* _Supplied records_:

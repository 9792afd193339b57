//! Playback source selection.
//!
//! A browser may fail to decode a track from its primary URL. The client
//! then walks an ordered list of alternative URLs, a few at a time, until one
//! plays or the list runs out. This module builds that list and models the
//! walk so the client can follow it step by step.

use serde::{Deserialize, Serialize};

use crate::error::{AppError, AppResult};
use crate::store::Track;

/// How many candidates one playback pass may try.
pub const DEFAULT_MAX_ATTEMPTS: usize = 3;

/// Formats the stream endpoint can be asked for, in preference order.
const FORMAT_PREFERENCE: &[&str] = &["mp3", "ogg", "wav"];

/// Audio formats the client reports it can decode.
#[derive(Debug, Clone, Copy, Default, PartialEq, Eq)]
pub struct SupportedFormats {
    pub mp3: bool,
    pub ogg: bool,
    pub wav: bool,
}

impl SupportedFormats {
    /// Parse a comma-separated list such as `mp3,ogg`. Unknown names are ignored.
    pub fn parse(list: &str) -> Self {
        let mut formats = Self::default();
        for name in list.split(',').map(|s| s.trim().to_lowercase()) {
            match name.as_str() {
                "mp3" => formats.mp3 = true,
                "ogg" => formats.ogg = true,
                "wav" => formats.wav = true,
                _ => {}
            }
        }
        formats
    }

    fn supports(&self, format: &str) -> bool {
        match format {
            "mp3" => self.mp3,
            "ogg" => self.ogg,
            "wav" => self.wav,
            _ => false,
        }
    }

    /// The first supported format in preference order.
    pub fn preferred(&self) -> Option<&'static str> {
        FORMAT_PREFERENCE.iter().copied().find(|f| self.supports(f))
    }
}

fn stream_url(filename: &str, format: Option<&str>) -> String {
    let encoded = urlencoding::encode(filename);
    match format {
        Some(format) => format!("/api/music/stream?filename={}&format={}", encoded, format),
        None => format!("/api/music/stream?filename={}", encoded),
    }
}

/// The URL a track is normally played from.
pub fn primary_source(track: &Track) -> String {
    let path = track.path.as_str();
    if path.starts_with("/api/") || path.starts_with("http") {
        return path.to_string();
    }
    if path.starts_with("/music/") {
        return format!("/api{}", path);
    }
    stream_url(track.file_name(), None)
}

/// Every URL worth trying for `track`, in order, without duplicates.
///
/// Primary source first, then the stream endpoint for each supported
/// format, then the legacy locations.
pub fn fallback_sources(track: &Track, formats: SupportedFormats) -> Vec<String> {
    let filename = track.file_name();
    let encoded = urlencoding::encode(filename);

    let mut candidates = vec![primary_source(track)];
    candidates.extend(
        FORMAT_PREFERENCE
            .iter()
            .filter(|f| formats.supports(f))
            .map(|f| stream_url(filename, Some(f))),
    );
    candidates.push(format!("/api/music/{}", encoded));
    candidates.push(format!("/music/{}", encoded));
    candidates.push(format!("/public/music/{}", encoded));

    let mut seen = std::collections::HashSet::new();
    candidates.retain(|c| !c.is_empty() && seen.insert(c.clone()));
    candidates
}

/// What the browser reported after trying one source.
#[derive(Debug, Clone, Copy, PartialEq, Eq, Deserialize)]
#[serde(rename_all = "camelCase")]
pub enum AttemptOutcome {
    /// Playback started.
    Playing,
    /// Autoplay was blocked; the source is fine but needs a user gesture.
    NotAllowed,
    /// Loading was interrupted, typically by another selection.
    Aborted,
    /// The browser cannot decode this source.
    NotSupported,
    /// No data arrived before the stall timeout.
    TimedOut,
    Failed,
}

/// Next thing the client should do.
#[derive(Debug, Clone, PartialEq, Eq)]
pub enum Step {
    /// Load this URL and try to play it.
    Play(String),
    /// Load this URL but wait for the user before playing.
    Stage(String),
    /// The session is over.
    Finished(PlaybackResult),
}

/// How a session ended.
#[derive(Debug, Clone, PartialEq, Eq)]
pub enum PlaybackResult {
    Playing(String),
    AwaitingInteraction(String),
    /// No candidate could be played.
    FormatError,
}

/// One bounded pass over the fallback list.
#[derive(Debug, Clone)]
pub struct PlaybackSession {
    sources: Vec<String>,
    next: usize,
    end: usize,
    current: Option<String>,
    user_interacted: bool,
    result: Option<PlaybackResult>,
}

impl PlaybackSession {
    /// Try at most `max_attempts` sources starting at `start`.
    pub fn new(
        sources: Vec<String>,
        start: usize,
        max_attempts: usize,
        user_interacted: bool,
    ) -> Self {
        let end = sources.len().min(start.saturating_add(max_attempts));
        Self {
            sources,
            next: start,
            end,
            current: None,
            user_interacted,
            result: None,
        }
    }

    /// First step of the session.
    pub fn start(&mut self) -> Step {
        self.advance()
    }

    /// Feed back the outcome of the last `Play` step.
    pub fn report(&mut self, outcome: AttemptOutcome) -> Step {
        if let Some(result) = &self.result {
            return Step::Finished(result.clone());
        }
        let Some(current) = self.current.take() else {
            return self.advance();
        };

        match outcome {
            AttemptOutcome::Playing => self.finish(PlaybackResult::Playing(current)),
            AttemptOutcome::NotAllowed => {
                self.finish(PlaybackResult::AwaitingInteraction(current))
            }
            AttemptOutcome::Aborted
            | AttemptOutcome::NotSupported
            | AttemptOutcome::TimedOut
            | AttemptOutcome::Failed => {
                tracing::debug!(source = %current, ?outcome, "Playback source failed");
                self.advance()
            }
        }
    }

    /// True once every allowed candidate has failed.
    pub fn format_error(&self) -> bool {
        matches!(self.result, Some(PlaybackResult::FormatError))
    }

    /// Index to resume from in a later pass.
    pub fn resume_index(&self) -> usize {
        self.next
    }

    fn advance(&mut self) -> Step {
        if self.next >= self.end {
            return self.finish(PlaybackResult::FormatError);
        }

        let source = self.sources[self.next].clone();
        self.next += 1;

        if !self.user_interacted {
            self.result = Some(PlaybackResult::AwaitingInteraction(source.clone()));
            return Step::Stage(source);
        }

        self.current = Some(source.clone());
        Step::Play(source)
    }

    fn finish(&mut self, result: PlaybackResult) -> Step {
        self.result = Some(result.clone());
        Step::Finished(result)
    }
}

/// Wire form of a session step.
#[derive(Debug, Clone, PartialEq, Eq, Serialize)]
#[serde(tag = "action", rename_all = "camelCase")]
pub enum NextSource {
    Play { index: usize, source: String },
    Stage { index: usize, source: String },
    /// A source is playing; nothing more to try.
    Playing { source: String },
    /// A source loaded but the browser wants a user gesture first.
    AwaitingInteraction { source: String },
    Exhausted,
}

impl NextSource {
    fn from_step(step: Step, session: &PlaybackSession) -> Self {
        // Play and Stage always come right after `advance` moved past them.
        let index = session.resume_index().saturating_sub(1);
        match step {
            Step::Play(source) => Self::Play { index, source },
            Step::Stage(source) => Self::Stage { index, source },
            Step::Finished(PlaybackResult::Playing(source)) => Self::Playing { source },
            Step::Finished(PlaybackResult::AwaitingInteraction(source)) => {
                Self::AwaitingInteraction { source }
            }
            Step::Finished(PlaybackResult::FormatError) => Self::Exhausted,
        }
    }
}

/// Outcome of one source, as reported back by the client.
#[derive(Debug, Clone, Copy, PartialEq, Eq)]
pub struct AttemptReport {
    /// Index into the source list of the source that was tried.
    pub index: usize,
    pub outcome: AttemptOutcome,
}

/// Sources for a track as returned to the client.
#[derive(Debug, Clone, Serialize)]
#[serde(rename_all = "camelCase")]
pub struct PlaybackPlan {
    pub track_id: String,
    pub sources: Vec<String>,
    pub max_attempts: usize,
    /// Format to request first when retrying after a decode error.
    pub preferred_format: Option<&'static str>,
    /// What to do next in the pass starting at the requested index.
    pub next: NextSource,
    /// Every source allowed in this pass has failed.
    pub format_error: bool,
    /// Index a later pass should start from.
    pub resume_index: usize,
}

impl PlaybackPlan {
    /// Plan a pass over `track`'s sources beginning at `start`.
    ///
    /// With a `report`, the pass is replayed up to the reported source,
    /// treating every earlier source in the pass as failed, and the
    /// reported outcome decides the next step.
    pub fn for_track(
        track: &Track,
        formats: SupportedFormats,
        start: usize,
        user_interacted: bool,
        report: Option<AttemptReport>,
    ) -> AppResult<Self> {
        let sources = fallback_sources(track, formats);
        let mut session =
            PlaybackSession::new(sources.clone(), start, DEFAULT_MAX_ATTEMPTS, user_interacted);
        let mut step = session.start();

        if let Some(report) = report {
            let end = sources.len().min(start.saturating_add(DEFAULT_MAX_ATTEMPTS));
            if report.index < start || report.index >= end {
                return Err(AppError::BadRequest(format!(
                    "Attempt index {} is outside the pass {}..{}",
                    report.index, start, end
                )));
            }

            while matches!(step, Step::Play(_)) && session.resume_index() <= report.index {
                step = session.report(AttemptOutcome::Failed);
            }
            if matches!(step, Step::Play(_)) {
                step = session.report(report.outcome);
            }
        }

        let next = NextSource::from_step(step, &session);
        Ok(Self {
            track_id: track.id.clone(),
            sources,
            max_attempts: DEFAULT_MAX_ATTEMPTS,
            preferred_format: formats.preferred(),
            next,
            format_error: session.format_error(),
            resume_index: session.resume_index(),
        })
    }
}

* _Assignment_:
Look through the listing above and count the lines where the string "later" appears. Report the number only.

* _Exercise response_:
2